***** Excerpted records *****

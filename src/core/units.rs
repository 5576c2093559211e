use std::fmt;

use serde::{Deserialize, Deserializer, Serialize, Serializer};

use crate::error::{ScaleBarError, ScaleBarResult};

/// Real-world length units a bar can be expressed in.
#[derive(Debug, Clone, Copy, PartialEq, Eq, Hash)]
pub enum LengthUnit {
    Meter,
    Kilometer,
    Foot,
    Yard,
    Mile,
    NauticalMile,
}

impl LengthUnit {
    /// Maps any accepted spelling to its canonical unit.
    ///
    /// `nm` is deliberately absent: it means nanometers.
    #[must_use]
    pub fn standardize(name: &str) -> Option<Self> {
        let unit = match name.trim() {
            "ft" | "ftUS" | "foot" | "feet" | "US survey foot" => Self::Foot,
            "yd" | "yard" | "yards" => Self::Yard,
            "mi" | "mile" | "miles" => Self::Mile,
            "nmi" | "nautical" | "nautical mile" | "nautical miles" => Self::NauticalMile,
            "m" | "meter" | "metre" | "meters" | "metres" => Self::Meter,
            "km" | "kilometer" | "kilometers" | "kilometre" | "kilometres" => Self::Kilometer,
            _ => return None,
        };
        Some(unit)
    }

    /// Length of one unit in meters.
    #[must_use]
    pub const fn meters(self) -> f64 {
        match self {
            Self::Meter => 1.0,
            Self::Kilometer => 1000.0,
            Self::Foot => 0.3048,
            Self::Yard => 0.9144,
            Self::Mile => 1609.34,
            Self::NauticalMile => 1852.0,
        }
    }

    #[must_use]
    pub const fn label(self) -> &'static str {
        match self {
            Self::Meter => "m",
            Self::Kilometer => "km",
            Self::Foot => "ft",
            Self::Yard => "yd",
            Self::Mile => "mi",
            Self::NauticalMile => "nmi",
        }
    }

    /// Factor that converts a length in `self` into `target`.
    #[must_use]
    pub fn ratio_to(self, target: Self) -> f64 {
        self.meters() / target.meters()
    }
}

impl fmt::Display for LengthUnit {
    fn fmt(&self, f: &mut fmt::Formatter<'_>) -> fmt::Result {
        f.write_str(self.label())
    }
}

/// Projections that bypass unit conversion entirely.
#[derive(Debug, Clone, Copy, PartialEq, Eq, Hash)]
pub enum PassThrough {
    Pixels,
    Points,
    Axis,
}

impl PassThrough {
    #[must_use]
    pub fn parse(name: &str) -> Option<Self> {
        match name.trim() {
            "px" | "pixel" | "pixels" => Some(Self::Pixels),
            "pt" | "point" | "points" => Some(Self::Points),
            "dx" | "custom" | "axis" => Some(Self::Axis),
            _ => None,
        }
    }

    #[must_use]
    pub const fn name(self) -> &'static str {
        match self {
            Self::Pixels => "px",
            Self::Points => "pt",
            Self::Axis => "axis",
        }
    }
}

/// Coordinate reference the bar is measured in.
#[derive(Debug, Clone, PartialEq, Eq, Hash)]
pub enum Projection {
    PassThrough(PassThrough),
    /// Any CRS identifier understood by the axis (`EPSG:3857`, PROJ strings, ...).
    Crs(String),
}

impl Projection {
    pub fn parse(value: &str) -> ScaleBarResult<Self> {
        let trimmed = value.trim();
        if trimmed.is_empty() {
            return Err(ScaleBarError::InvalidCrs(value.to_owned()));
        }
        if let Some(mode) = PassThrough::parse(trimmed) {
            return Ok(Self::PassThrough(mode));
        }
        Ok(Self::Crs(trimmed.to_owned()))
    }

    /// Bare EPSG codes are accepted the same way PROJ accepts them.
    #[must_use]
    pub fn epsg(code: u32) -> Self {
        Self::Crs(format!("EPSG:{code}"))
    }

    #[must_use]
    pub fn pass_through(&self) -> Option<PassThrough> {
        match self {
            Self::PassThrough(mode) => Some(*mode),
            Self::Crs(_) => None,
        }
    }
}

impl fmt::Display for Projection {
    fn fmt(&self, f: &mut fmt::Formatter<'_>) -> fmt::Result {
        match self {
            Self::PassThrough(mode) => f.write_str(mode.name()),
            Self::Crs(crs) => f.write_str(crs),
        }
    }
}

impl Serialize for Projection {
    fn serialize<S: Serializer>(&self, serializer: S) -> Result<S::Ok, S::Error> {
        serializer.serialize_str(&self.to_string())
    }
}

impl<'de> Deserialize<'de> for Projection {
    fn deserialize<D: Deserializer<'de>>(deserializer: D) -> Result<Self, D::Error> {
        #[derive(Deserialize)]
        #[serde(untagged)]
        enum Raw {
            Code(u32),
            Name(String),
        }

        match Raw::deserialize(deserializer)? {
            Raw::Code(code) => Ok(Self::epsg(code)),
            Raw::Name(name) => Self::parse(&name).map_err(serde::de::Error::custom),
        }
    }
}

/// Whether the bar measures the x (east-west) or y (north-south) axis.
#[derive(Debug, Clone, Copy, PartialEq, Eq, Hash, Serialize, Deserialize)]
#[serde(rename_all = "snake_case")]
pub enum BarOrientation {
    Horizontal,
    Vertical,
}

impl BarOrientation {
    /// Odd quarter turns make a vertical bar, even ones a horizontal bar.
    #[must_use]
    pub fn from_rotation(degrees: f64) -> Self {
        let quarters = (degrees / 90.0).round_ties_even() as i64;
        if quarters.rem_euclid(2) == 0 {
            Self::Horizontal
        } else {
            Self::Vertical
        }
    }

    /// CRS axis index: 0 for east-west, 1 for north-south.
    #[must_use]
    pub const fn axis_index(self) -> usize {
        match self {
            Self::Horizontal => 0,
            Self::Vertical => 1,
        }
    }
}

*****
***** Excerpted records *****

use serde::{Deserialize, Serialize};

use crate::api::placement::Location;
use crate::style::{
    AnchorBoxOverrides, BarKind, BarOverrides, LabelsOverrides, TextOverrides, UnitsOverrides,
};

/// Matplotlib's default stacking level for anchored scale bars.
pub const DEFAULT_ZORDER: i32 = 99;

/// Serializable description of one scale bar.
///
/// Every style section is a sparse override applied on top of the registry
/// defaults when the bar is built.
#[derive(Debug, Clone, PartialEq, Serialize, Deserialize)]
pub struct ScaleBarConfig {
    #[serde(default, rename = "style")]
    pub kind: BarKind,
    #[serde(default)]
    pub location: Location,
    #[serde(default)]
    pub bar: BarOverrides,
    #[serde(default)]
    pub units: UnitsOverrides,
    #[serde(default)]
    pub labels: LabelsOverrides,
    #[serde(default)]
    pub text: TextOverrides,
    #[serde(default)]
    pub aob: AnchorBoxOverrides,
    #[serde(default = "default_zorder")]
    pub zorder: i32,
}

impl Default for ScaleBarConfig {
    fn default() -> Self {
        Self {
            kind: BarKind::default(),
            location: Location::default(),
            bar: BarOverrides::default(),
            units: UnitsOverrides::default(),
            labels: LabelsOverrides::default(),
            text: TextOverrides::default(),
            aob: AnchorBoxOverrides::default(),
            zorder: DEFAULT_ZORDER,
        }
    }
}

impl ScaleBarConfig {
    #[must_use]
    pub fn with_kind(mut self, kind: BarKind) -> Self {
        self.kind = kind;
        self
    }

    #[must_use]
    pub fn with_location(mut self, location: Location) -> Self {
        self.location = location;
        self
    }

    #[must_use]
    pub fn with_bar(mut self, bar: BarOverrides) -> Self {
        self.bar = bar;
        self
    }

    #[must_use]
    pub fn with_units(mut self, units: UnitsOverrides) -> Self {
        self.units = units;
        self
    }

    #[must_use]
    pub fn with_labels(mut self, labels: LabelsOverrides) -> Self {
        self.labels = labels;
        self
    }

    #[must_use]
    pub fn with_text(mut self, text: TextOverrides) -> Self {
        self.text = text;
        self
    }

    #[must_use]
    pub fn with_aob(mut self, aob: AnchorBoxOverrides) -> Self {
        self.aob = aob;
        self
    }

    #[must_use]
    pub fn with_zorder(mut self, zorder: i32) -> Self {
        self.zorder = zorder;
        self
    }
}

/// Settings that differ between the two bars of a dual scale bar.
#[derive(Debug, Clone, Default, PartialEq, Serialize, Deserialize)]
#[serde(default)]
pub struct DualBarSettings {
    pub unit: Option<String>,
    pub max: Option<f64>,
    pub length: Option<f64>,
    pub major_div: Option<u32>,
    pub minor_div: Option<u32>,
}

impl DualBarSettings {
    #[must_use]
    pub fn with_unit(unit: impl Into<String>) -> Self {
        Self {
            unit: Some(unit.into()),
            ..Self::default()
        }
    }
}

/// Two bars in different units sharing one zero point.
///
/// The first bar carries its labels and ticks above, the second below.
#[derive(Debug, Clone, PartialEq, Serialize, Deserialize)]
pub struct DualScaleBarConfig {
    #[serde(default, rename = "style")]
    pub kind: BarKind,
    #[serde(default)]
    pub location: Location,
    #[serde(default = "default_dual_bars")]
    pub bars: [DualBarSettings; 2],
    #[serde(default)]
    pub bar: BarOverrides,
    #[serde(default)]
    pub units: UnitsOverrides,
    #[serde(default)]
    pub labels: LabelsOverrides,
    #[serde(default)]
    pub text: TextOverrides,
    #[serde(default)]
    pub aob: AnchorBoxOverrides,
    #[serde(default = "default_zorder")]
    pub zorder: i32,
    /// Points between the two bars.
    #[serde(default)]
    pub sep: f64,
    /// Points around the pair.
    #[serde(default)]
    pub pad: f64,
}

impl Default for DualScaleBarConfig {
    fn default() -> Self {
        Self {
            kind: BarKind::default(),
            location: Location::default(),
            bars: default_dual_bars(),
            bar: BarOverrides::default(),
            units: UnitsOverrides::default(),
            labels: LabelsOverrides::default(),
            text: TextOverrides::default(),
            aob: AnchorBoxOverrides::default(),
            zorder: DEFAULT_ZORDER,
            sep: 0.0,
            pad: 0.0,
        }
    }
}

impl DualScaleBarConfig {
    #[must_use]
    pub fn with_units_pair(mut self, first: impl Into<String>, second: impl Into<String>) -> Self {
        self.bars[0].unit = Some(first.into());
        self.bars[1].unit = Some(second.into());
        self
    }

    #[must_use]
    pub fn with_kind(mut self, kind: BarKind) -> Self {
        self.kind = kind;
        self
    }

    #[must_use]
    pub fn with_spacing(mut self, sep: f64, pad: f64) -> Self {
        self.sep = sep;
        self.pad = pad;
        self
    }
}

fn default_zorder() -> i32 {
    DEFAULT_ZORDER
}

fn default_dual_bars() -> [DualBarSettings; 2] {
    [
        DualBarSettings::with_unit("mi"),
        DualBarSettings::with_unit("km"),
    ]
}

*****
***** Excerpted records *****

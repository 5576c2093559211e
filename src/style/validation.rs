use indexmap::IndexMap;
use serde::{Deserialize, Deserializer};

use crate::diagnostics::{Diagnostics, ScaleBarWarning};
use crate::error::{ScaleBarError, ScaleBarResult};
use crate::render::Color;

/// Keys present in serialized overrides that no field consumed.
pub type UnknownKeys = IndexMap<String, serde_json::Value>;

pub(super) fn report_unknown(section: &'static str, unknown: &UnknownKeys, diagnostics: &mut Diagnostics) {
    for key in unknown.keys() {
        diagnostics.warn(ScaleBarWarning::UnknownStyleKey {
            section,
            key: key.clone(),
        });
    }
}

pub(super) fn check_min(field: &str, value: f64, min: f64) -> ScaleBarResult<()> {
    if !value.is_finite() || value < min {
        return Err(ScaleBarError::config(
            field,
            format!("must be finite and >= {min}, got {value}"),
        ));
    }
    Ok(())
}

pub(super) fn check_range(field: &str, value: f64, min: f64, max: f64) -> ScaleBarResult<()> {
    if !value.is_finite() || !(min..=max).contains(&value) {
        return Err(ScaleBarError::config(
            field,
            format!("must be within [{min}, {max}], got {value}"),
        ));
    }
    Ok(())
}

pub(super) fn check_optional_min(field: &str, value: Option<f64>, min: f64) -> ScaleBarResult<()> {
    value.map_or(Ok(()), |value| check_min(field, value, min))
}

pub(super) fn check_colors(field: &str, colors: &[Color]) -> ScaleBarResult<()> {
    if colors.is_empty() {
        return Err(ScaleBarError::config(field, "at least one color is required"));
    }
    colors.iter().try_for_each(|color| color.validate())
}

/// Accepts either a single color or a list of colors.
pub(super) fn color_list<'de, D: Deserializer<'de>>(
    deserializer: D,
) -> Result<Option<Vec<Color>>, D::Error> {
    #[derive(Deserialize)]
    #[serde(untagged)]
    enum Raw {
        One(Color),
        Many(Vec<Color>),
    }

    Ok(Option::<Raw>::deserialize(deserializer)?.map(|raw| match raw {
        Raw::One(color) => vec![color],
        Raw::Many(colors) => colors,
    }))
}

*****

Work required: Where a line of the records has the string "PartialEq", copy that line.

Task solution:
#[derive(Debug, Clone, Copy, PartialEq, Eq, Hash)]
#[derive(Debug, Clone, Copy, PartialEq, Eq, Hash)]
#[derive(Debug, Clone, PartialEq, Eq, Hash)]
#[derive(Debug, Clone, Copy, PartialEq, Eq, Hash, Serialize, Deserialize)]
#[derive(Debug, Clone, PartialEq, Serialize, Deserialize)]
#[derive(Debug, Clone, Default, PartialEq, Serialize, Deserialize)]
#[derive(Debug, Clone, PartialEq, Serialize, Deserialize)]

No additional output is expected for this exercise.